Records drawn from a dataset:
######
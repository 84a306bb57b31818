//! Course materials and raw blob access

use super::{parse_id, require, ApiJson, SuccessResponse};
use crate::blob::validate_blob_path;
use crate::db::materials::{self, Material, NewMaterial};
use crate::db::subjects::get_subject;
use crate::{ApiError, ApiResult, AppState};
use axum::{
    body::Bytes,
    extract::{Path, Query, State},
    http::header,
    response::IntoResponse,
    routing::get,
    Json, Router,
};
use serde::Deserialize;
use tracing::{info, warn};

#[derive(Debug, Deserialize)]
#[serde(rename_all = "camelCase")]
pub struct MaterialQuery {
    pub subject_id: Option<String>,
}

#[derive(Debug, Deserialize)]
pub struct DeleteQuery {
    pub id: Option<String>,
}

#[derive(Debug, Deserialize)]
#[serde(rename_all = "camelCase")]
pub struct CreateMaterialRequest {
    pub title: Option<String>,
    pub content_url: Option<String>,
    pub subject_id: Option<String>,
    pub storage_path: Option<String>,
}

/// GET /api/materials?subjectId=...
pub async fn list_materials(
    State(state): State<AppState>,
    Query(query): Query<MaterialQuery>,
) -> ApiResult<Json<Vec<Material>>> {
    let subject_id = require(&query.subject_id, "Missing subjectId")?;
    let subject_id = parse_id(subject_id, "subjectId")?;

    Ok(Json(materials::list_materials(&state.db, subject_id).await?))
}

/// POST /api/materials
///
/// A material either points at an external `contentUrl` or at a blob
/// previously stored under `storagePath`; blob-backed materials get
/// `/api/blobs/<storagePath>` as their URL when none is given.
pub async fn create_material(
    State(state): State<AppState>,
    ApiJson(payload): ApiJson<CreateMaterialRequest>,
) -> ApiResult<Json<Material>> {
    let (Ok(title), Ok(subject_id)) = (
        require(&payload.title, ""),
        require(&payload.subject_id, ""),
    ) else {
        return Err(ApiError::BadRequest("Missing title or subjectId".to_string()));
    };
    let subject_id = parse_id(subject_id, "subjectId")?;
    if get_subject(&state.db, subject_id).await?.is_none() {
        return Err(ApiError::NotFound("Subject not found".to_string()));
    }

    let storage_path = match payload.storage_path.as_deref().map(str::trim) {
        Some(path) if !path.is_empty() => {
            validate_blob_path(path)?;
            Some(path.to_string())
        }
        _ => None,
    };

    let content_url = match (payload.content_url.as_deref().map(str::trim), &storage_path) {
        (Some(url), _) if !url.is_empty() => url.to_string(),
        (_, Some(path)) => format!("/api/blobs/{}", path),
        _ => return Err(ApiError::BadRequest("Missing contentUrl or storagePath".to_string())),
    };

    let material = materials::create_material(
        &state.db,
        NewMaterial {
            title: title.to_string(),
            content_url,
            subject_id,
            storage_path,
        },
    )
    .await?;

    info!(material_id = %material.id, subject_id = %subject_id, "Created material");
    Ok(Json(material))
}

/// DELETE /api/materials?id=...
///
/// Removes the stored blob before the row. A blob that is already gone does
/// not block deletion of the row.
pub async fn delete_material(
    State(state): State<AppState>,
    Query(query): Query<DeleteQuery>,
) -> ApiResult<Json<SuccessResponse>> {
    let id = require(&query.id, "Missing id")?;
    let id = parse_id(id, "material ID")?;

    let material = materials::get_material(&state.db, id)
        .await?
        .ok_or_else(|| ApiError::NotFound("Material not found".to_string()))?;

    if let Some(path) = material.storage_path.as_deref() {
        if !state.blobs.delete(path).await? {
            warn!(material_id = %id, path, "Material blob was already missing");
        }
    }

    materials::delete_material(&state.db, id).await?;
    info!(material_id = %id, "Deleted material");
    Ok(SuccessResponse::ok())
}

/// PUT /api/blobs/*path
pub async fn put_blob(
    State(state): State<AppState>,
    Path(path): Path<String>,
    body: Bytes,
) -> ApiResult<Json<SuccessResponse>> {
    state.blobs.put(&path, &body).await?;
    info!(path = %path, bytes = body.len(), "Stored blob");
    Ok(SuccessResponse::ok())
}

/// GET /api/blobs/*path
pub async fn get_blob(State(state): State<AppState>, Path(path): Path<String>) -> ApiResult<impl IntoResponse> {
    let bytes = state.blobs.get(&path).await?;
    Ok(([(header::CONTENT_TYPE, content_type_for(&path))], bytes))
}

fn content_type_for(path: &str) -> &'static str {
    let extension = path.rsplit_once('.').map(|(_, ext)| ext.to_ascii_lowercase());
    match extension.as_deref() {
        Some("pdf") => "application/pdf",
        Some("txt") | Some("md") => "text/plain; charset=utf-8",
        Some("json") => "application/json",
        Some("png") => "image/png",
        Some("jpg") | Some("jpeg") => "image/jpeg",
        _ => "application/octet-stream",
    }
}

pub fn material_routes() -> Router<AppState> {
    Router::new()
        .route(
            "/api/materials",
            get(list_materials).post(create_material).delete(delete_material),
        )
        .route("/api/blobs/*path", get(get_blob).put(put_blob))
}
######
EXERCISE REQUIREMENTS. Among the entries above, copy exactly only the lines starting with the one containing "Some(path) if !path.is_empty()" and going through the one containing "(Some(url), _) if", both ends included.

ANSWER SPACE.
        Some(path) if !path.is_empty() => {
            validate_blob_path(path)?;
            Some(path.to_string())
        }
        _ => None,
    };

    let content_url = match (payload.content_url.as_deref().map(str::trim), &storage_path) {
        (Some(url), _) if !url.is_empty() => url.to_string(),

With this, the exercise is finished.